• Data provided
..........
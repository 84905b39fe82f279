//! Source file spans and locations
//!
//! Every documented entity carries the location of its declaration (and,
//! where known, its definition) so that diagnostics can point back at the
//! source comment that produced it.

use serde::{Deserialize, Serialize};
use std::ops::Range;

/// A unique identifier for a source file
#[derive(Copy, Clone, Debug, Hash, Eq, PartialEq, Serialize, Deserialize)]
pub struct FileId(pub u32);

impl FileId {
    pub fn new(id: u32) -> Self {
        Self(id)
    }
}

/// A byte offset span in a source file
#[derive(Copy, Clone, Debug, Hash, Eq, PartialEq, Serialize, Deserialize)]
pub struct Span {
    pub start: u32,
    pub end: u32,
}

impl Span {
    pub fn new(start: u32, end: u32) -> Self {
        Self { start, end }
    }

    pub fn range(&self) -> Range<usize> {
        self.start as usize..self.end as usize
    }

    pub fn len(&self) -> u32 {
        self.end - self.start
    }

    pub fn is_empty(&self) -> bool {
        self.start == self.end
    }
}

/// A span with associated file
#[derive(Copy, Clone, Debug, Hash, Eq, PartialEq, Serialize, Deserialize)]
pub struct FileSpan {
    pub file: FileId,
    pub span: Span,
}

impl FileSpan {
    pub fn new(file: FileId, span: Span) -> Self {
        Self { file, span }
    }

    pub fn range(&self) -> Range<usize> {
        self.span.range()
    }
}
..........
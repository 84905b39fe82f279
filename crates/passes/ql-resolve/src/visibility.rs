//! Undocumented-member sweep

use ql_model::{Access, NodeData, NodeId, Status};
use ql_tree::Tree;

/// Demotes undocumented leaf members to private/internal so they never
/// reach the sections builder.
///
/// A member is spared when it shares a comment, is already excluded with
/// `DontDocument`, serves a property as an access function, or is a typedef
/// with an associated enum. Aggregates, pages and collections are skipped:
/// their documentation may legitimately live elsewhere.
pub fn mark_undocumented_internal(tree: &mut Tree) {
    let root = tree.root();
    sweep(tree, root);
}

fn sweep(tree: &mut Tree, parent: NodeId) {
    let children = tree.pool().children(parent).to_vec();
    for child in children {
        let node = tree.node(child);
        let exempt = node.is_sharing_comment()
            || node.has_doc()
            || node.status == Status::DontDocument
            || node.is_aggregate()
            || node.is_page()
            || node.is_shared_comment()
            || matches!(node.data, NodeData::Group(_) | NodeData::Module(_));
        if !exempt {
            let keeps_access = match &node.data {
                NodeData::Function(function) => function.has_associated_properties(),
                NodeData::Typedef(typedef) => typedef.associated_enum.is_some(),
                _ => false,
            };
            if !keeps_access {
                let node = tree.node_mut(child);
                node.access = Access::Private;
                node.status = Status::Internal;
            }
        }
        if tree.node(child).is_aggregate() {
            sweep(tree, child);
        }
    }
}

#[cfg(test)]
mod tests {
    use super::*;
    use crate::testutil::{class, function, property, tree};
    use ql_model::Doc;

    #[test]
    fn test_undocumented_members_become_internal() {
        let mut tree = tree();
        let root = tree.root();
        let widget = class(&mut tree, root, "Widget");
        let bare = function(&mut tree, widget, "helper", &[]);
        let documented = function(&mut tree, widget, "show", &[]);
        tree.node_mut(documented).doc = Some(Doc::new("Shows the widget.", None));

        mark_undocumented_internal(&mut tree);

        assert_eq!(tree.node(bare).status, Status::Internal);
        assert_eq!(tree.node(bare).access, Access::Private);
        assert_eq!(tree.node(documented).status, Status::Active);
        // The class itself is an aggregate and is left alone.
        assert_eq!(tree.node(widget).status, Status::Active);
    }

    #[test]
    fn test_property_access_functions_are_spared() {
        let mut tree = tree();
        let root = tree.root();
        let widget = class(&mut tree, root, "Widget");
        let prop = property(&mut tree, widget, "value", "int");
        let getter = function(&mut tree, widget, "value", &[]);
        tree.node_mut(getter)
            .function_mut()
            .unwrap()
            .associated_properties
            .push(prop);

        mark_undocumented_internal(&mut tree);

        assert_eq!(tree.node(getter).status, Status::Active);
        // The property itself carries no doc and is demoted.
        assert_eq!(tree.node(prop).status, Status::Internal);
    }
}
..........
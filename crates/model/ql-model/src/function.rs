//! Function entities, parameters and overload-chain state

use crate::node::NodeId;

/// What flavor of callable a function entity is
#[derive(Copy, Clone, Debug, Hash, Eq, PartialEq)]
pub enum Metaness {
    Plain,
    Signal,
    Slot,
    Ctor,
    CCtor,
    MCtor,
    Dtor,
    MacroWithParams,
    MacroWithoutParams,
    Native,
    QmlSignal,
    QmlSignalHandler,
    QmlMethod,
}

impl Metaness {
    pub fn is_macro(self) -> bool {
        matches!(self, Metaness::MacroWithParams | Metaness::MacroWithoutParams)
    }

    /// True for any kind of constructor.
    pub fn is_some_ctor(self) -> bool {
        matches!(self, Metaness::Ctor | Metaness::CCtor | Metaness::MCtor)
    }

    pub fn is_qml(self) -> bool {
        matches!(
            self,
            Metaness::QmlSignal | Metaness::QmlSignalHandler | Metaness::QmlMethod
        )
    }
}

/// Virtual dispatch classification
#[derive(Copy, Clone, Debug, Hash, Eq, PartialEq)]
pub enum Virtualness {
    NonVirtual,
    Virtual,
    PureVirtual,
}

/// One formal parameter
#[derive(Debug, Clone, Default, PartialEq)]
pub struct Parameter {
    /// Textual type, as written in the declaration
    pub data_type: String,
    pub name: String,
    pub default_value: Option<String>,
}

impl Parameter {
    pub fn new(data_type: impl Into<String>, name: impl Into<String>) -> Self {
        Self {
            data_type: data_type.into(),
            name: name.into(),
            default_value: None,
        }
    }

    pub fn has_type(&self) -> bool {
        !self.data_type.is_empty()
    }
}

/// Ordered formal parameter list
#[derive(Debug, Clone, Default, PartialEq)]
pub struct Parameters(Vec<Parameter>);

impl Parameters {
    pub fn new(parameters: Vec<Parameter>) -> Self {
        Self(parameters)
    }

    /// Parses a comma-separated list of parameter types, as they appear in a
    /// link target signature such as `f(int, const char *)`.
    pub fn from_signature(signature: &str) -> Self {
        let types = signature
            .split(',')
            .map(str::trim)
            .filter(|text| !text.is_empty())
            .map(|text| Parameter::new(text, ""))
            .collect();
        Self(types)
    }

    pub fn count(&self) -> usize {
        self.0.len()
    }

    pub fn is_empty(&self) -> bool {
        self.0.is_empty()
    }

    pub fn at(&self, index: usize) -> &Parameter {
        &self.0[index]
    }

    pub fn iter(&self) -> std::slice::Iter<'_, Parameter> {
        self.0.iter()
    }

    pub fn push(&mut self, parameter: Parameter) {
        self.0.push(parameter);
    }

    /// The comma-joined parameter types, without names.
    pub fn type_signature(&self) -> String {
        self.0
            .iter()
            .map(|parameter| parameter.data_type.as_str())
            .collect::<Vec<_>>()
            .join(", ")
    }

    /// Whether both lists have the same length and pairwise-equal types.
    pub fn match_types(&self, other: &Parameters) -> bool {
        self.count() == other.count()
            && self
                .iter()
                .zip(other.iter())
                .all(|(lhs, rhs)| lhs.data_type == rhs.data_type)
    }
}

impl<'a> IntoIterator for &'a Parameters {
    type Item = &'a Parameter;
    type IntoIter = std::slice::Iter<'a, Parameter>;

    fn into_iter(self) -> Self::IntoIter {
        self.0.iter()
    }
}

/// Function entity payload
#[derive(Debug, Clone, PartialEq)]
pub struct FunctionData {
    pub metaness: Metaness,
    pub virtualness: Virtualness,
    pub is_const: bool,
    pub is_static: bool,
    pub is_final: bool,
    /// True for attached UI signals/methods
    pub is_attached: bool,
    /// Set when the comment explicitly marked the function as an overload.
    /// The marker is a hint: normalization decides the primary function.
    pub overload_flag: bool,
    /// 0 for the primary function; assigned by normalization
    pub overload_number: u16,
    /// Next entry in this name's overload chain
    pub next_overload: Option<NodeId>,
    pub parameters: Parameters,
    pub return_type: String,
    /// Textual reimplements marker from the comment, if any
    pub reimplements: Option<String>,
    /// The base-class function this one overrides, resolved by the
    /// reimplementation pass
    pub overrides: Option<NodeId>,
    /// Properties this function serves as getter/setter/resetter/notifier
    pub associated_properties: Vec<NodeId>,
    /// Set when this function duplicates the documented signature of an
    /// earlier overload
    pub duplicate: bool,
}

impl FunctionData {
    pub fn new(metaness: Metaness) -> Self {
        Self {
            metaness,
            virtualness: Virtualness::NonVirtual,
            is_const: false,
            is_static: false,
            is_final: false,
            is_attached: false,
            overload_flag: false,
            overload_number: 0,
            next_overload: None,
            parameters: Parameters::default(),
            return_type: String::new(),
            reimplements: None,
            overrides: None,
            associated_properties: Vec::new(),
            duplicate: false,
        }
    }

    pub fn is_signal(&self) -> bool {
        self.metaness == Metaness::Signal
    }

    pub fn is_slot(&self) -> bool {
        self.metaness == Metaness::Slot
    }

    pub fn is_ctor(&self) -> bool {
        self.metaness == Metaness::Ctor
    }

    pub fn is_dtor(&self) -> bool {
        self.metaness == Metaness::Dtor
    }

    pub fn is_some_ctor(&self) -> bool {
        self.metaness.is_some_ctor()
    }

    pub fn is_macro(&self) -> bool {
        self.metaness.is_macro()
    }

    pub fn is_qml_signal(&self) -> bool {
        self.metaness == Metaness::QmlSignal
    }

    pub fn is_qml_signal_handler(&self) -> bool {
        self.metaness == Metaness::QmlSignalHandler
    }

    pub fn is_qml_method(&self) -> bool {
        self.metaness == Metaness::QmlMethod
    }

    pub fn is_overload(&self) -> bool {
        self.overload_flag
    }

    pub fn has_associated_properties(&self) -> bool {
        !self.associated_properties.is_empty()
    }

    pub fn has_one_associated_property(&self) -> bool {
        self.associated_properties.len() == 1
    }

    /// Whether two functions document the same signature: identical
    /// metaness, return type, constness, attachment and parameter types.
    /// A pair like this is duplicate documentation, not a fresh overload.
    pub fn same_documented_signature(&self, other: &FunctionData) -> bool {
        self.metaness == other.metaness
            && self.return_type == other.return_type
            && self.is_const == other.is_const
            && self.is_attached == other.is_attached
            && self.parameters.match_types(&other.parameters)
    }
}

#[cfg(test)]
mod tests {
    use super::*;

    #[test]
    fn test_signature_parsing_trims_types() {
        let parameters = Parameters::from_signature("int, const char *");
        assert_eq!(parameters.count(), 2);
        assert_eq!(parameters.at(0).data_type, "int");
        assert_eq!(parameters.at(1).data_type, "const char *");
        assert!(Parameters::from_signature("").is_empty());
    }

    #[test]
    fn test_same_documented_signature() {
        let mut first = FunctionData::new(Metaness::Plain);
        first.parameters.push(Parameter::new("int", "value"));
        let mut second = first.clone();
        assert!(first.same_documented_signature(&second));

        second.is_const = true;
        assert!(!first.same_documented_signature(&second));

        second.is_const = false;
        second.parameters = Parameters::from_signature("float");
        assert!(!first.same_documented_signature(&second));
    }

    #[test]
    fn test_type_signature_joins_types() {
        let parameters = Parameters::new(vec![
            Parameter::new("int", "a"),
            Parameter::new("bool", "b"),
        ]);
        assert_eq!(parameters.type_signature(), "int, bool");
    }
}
..........
Using the listing above, show each line with the word "push" in it.

• Exercise response
            .push(prop);
    pub fn push(&mut self, parameter: Parameter) {
        self.0.push(parameter);
        first.parameters.push(Parameter::new("int", "value"));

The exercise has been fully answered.